DevOps
Docker vs Kubernetes vs Coolify — Conceptual Comparison
Last updated: 4/20/2026
Docker 🐳
Packages applications into isolated, portable "containers."
Solves: "It works on my machine" — Docker ensures identical runtime on any OS.
- Image = Recipe (app + all dependencies)
- Container = Running instance of that image
You've been using Docker when:
- Running
docker psto list containers - Using
docker cpto copy files - Installing MySQL and phpMyAdmin as Coolify services
Kubernetes ☸️ (K8s)
An orchestrator that manages thousands of Docker containers across many servers.
Analogy: If Docker containers are shipping crates, Kubernetes is the port authority managing thousands of crates across 100 ships.
Used by: Large companies (Netflix, Google) needing auto-scaling across 100+ servers.
❌ You are NOT using Kubernetes — it's overkill for individual/small-team projects.
Coolify 🔷
A self-hosted platform that manages Docker containers for you — essentially simplified Kubernetes for individuals.
Handles:
- Building Docker images from GitHub code (via Nixpacks)
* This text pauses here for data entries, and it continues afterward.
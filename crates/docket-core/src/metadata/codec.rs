//! Metadata block codec.
//!
//! Blocks are delimited by a pair of sentinel HTML comments and wrap a
//! collapsible `<details>` section holding a fenced YAML body:
//!
//! ````text
//! <!-- docket:metadata-block:plan-header -->
//! <details>
//! <summary><code>plan-header</code></summary>
//!
//! ```yaml
//! created_by: alice
//! ```
//!
//! </details>
//! <!-- /docket:metadata-block:plan-header -->
//! ````
//!
//! Lookups fail soft: a missing or undecodable block yields `None`, because
//! most documents legitimately lack any given block. Rendering is
//! byte-deterministic so identical data always produces identical text, and
//! refuses data whose rendered text would not parse back to the same block.
//! Both LF and CRLF line endings are read.
//!
//! Content blocks use the same sentinels around an open `<details>` section
//! whose payload is raw markdown instead of YAML.

use std::collections::HashSet;
use std::ops::Range;
use std::sync::LazyLock;

use regex::Regex;
use thiserror::Error;
use tracing::debug;

use super::{BlockData, MetadataBlock};

/// Marker namespace used when none is configured.
pub const DEFAULT_NAMESPACE: &str = "docket";

/// The region between the sentinels of a YAML block.
static YAML_BODY: LazyLock<Regex> = LazyLock::new(|| {
    Regex::new(
        r"(?smR)\A\s*<details(?:\s+open)?\s*>\s*<summary>.*?</summary>\s*^```(?:yaml)?[ \t]*\r?\n(?P<yaml>.*?)^```[ \t]*$\s*</details>\s*\z",
    )
    .expect("yaml body pattern is valid")
});

/// The region between the sentinels of a content block.
static CONTENT_BODY: LazyLock<Regex> = LazyLock::new(|| {
    Regex::new(
        r"(?s)\A\s*<details(?:\s+open)?\s*>\s*<summary>.*?</summary>\r?\n\r?\n(?P<content>.*?)\r?\n\r?\n</details>\s*\z",
    )
    .expect("content body pattern is valid")
});

/// Returned when a block that must exist is absent from a document.
#[derive(Debug, Clone, PartialEq, Eq, Error)]
#[error("metadata block {key:?} not found in document")]
pub struct BlockNotFound {
    pub key: String,
}

/// Returned when a block cannot be rendered into text that reads back as
/// the same block.
#[derive(Debug, Error)]
pub enum RenderError {
    #[error("metadata block {key:?} does not encode: {source}")]
    Encode {
        key: String,
        #[source]
        source: serde_yaml::Error,
    },

    /// A value would put sentinel text into the document.
    #[error("metadata block {key:?} carries metadata-block sentinel text in its data")]
    SentinelInData { key: String },

    #[error("metadata block {key:?} does not read back unchanged after rendering")]
    NotRoundTrip { key: String },
}

/// Reads and writes metadata blocks for one marker namespace.
#[derive(Debug, Clone, PartialEq, Eq)]
pub struct BlockCodec {
    namespace: String,
}

impl Default for BlockCodec {
    fn default() -> Self {
        Self::new(DEFAULT_NAMESPACE)
    }
}

impl BlockCodec {
    pub fn new(namespace: impl Into<String>) -> Self {
        Self {
            namespace: namespace.into(),
        }
    }

    pub fn namespace(&self) -> &str {
        &self.namespace
    }

    /// Opening sentinel for `key`.
    pub fn start_marker(&self, key: &str) -> String {
        format!("<!-- {}:metadata-block:{key} -->", self.namespace)
    }

    /// Closing sentinel for `key`.
    pub fn end_marker(&self, key: &str) -> String {
        format!("<!-- /{}:metadata-block:{key} -->", self.namespace)
    }

    /// Byte range of the block for `key`, sentinels included.
    ///
    /// Uses the first opening sentinel and the first closing sentinel after
    /// it. Returns `None` when either is missing.
    pub fn block_span(&self, document: &str, key: &str) -> Option<Range<usize>> {
        let start_marker = self.start_marker(key);
        let end_marker = self.end_marker(key);

        let start = document.find(&start_marker)?;
        let inner_start = start + start_marker.len();
        let end = inner_start + document[inner_start..].find(&end_marker)?;
        Some(start..end + end_marker.len())
    }

    /// True when both sentinels for `key` are present, whether or not the
    /// region between them decodes.
    pub fn has_block_markers(&self, document: &str, key: &str) -> bool {
        self.block_span(document, key).is_some()
    }

    fn block_inner<'d>(&self, document: &'d str, key: &str) -> Option<&'d str> {
        let span = self.block_span(document, key)?;
        let inner_start = span.start + self.start_marker(key).len();
        let inner_end = span.end - self.end_marker(key).len();
        Some(&document[inner_start..inner_end])
    }

    /// Locate and decode the block for `key`.
    pub fn find_metadata_block(&self, document: &str, key: &str) -> Option<MetadataBlock> {
        let inner = self.block_inner(document, key)?;

        let Some(captures) = YAML_BODY.captures(inner) else {
            debug!(key, "metadata block markers present but no fenced yaml body");
            return None;
        };

        let yaml = captures["yaml"].replace("\r\n", "\n");
        match serde_yaml::from_str::<BlockData>(&yaml) {
            Ok(data) => Some(MetadataBlock::new(key, data)),
            Err(err) => {
                debug!(key, error = %err, "metadata block body is not a yaml mapping");
                None
            }
        }
    }

    /// Every decodable block in the document, in document order.
    ///
    /// Keys that appear more than once are decoded from their first
    /// occurrence only.
    pub fn parse_metadata_blocks(&self, document: &str) -> Vec<MetadataBlock> {
        let prefix = format!("<!-- {}:metadata-block:", self.namespace);
        let mut seen = HashSet::new();
        let mut blocks = Vec::new();
        let mut offset = 0;

        while let Some(pos) = document[offset..].find(&prefix) {
            let key_start = offset + pos + prefix.len();
            let Some(key_len) = document[key_start..].find(" -->") else {
                break;
            };
            let key = &document[key_start..key_start + key_len];
            offset = key_start + key_len;

            if !is_block_key(key) || !seen.insert(key) {
                continue;
            }
            if let Some(block) = self.find_metadata_block(document, key) {
                blocks.push(block);
            }
        }

        blocks
    }

    /// Render a block. The output is exactly the block span, with no
    /// trailing newline.
    ///
    /// Fails when the YAML payload contains sentinel text of this namespace,
    /// or when the rendered text does not decode back to `block`.
    pub fn render_metadata_block(&self, block: &MetadataBlock) -> Result<String, RenderError> {
        let key = &block.key;
        let yaml = serde_yaml::to_string(&block.data).map_err(|source| RenderError::Encode {
            key: key.clone(),
            source,
        })?;

        let open_prefix = format!("<!-- {}:metadata-block:", self.namespace);
        let close_prefix = format!("<!-- /{}:metadata-block:", self.namespace);
        if yaml.contains(&open_prefix) || yaml.contains(&close_prefix) {
            return Err(RenderError::SentinelInData { key: key.clone() });
        }

        let rendered = format!(
            "{start}\n<details>\n<summary><code>{key}</code></summary>\n\n```yaml\n{yaml}```\n\n</details>\n{end}",
            start = self.start_marker(key),
            end = self.end_marker(key),
        );
        if self.find_metadata_block(&rendered, key).as_ref() != Some(block) {
            return Err(RenderError::NotRoundTrip { key: key.clone() });
        }
        Ok(rendered)
    }

    /// Replace the span of the block for `key` with `new_block_text`.
    ///
    /// Every byte outside the span is preserved. An absent block is a caller
    /// error; nothing is appended.
    pub fn replace_metadata_block_in_body(
        &self,
        document: &str,
        key: &str,
        new_block_text: &str,
    ) -> Result<String, BlockNotFound> {
        let span = self.block_span(document, key).ok_or_else(|| BlockNotFound {
            key: key.to_owned(),
        })?;

        let mut out = String::with_capacity(document.len() - span.len() + new_block_text.len());
        out.push_str(&document[..span.start]);
        out.push_str(new_block_text);
        out.push_str(&document[span.end..]);
        Ok(out)
    }

    /// Render a content block: raw markdown inside an open disclosure.
    pub fn render_content_block(&self, key: &str, title: &str, content: &str) -> String {
        format!(
            "{start}\n<details open>\n<summary><strong>{title}</strong></summary>\n\n{content}\n\n</details>\n{end}",
            start = self.start_marker(key),
            end = self.end_marker(key),
        )
    }

    /// Extract the markdown payload of the content block for `key`.
    pub fn find_content_block(&self, document: &str, key: &str) -> Option<String> {
        let inner = self.block_inner(document, key)?;
        match CONTENT_BODY.captures(inner) {
            Some(captures) => Some(captures["content"].to_owned()),
            None => {
                debug!(key, "content block markers present but no disclosure body");
                None
            }
        }
    }
}

fn is_block_key(key: &str) -> bool {
    !key.is_empty()
        && key
            .chars()
            .all(|c| c.is_ascii_alphanumeric() || matches!(c, '-' | '_' | '.'))
}

/// [`BlockCodec::find_metadata_block`] with the default namespace.
pub fn find_metadata_block(document: &str, key: &str) -> Option<MetadataBlock> {
    BlockCodec::default().find_metadata_block(document, key)
}

/// [`BlockCodec::render_metadata_block`] with the default namespace.
pub fn render_metadata_block(block: &MetadataBlock) -> Result<String, RenderError> {
    BlockCodec::default().render_metadata_block(block)
}

/// [`BlockCodec::replace_metadata_block_in_body`] with the default namespace.
pub fn replace_metadata_block_in_body(
    document: &str,
    key: &str,
    new_block_text: &str,
) -> Result<String, BlockNotFound> {
    BlockCodec::default().replace_metadata_block_in_body(document, key, new_block_text)
}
- Starting/stopping/restarting containers
- TLS certificates (Let's Encrypt + Traefik proxy)
- Routing traffic from domains to containers
- Environment variables, secrets, persistent storage
You're using Coolify for:
- Deploying Next.js and PHP projects
- Managing MySQL databases
- Running phpMyAdmin, Uptime Kuma
- Auto-deploying from GitHub on every push
The Full Stack
Browser
→ Cloudflare (DNS + CDN + DDoS protection)
→ Hetzner Server (your VM in Germany)
→ Traefik (reverse proxy — routes traffic to right container)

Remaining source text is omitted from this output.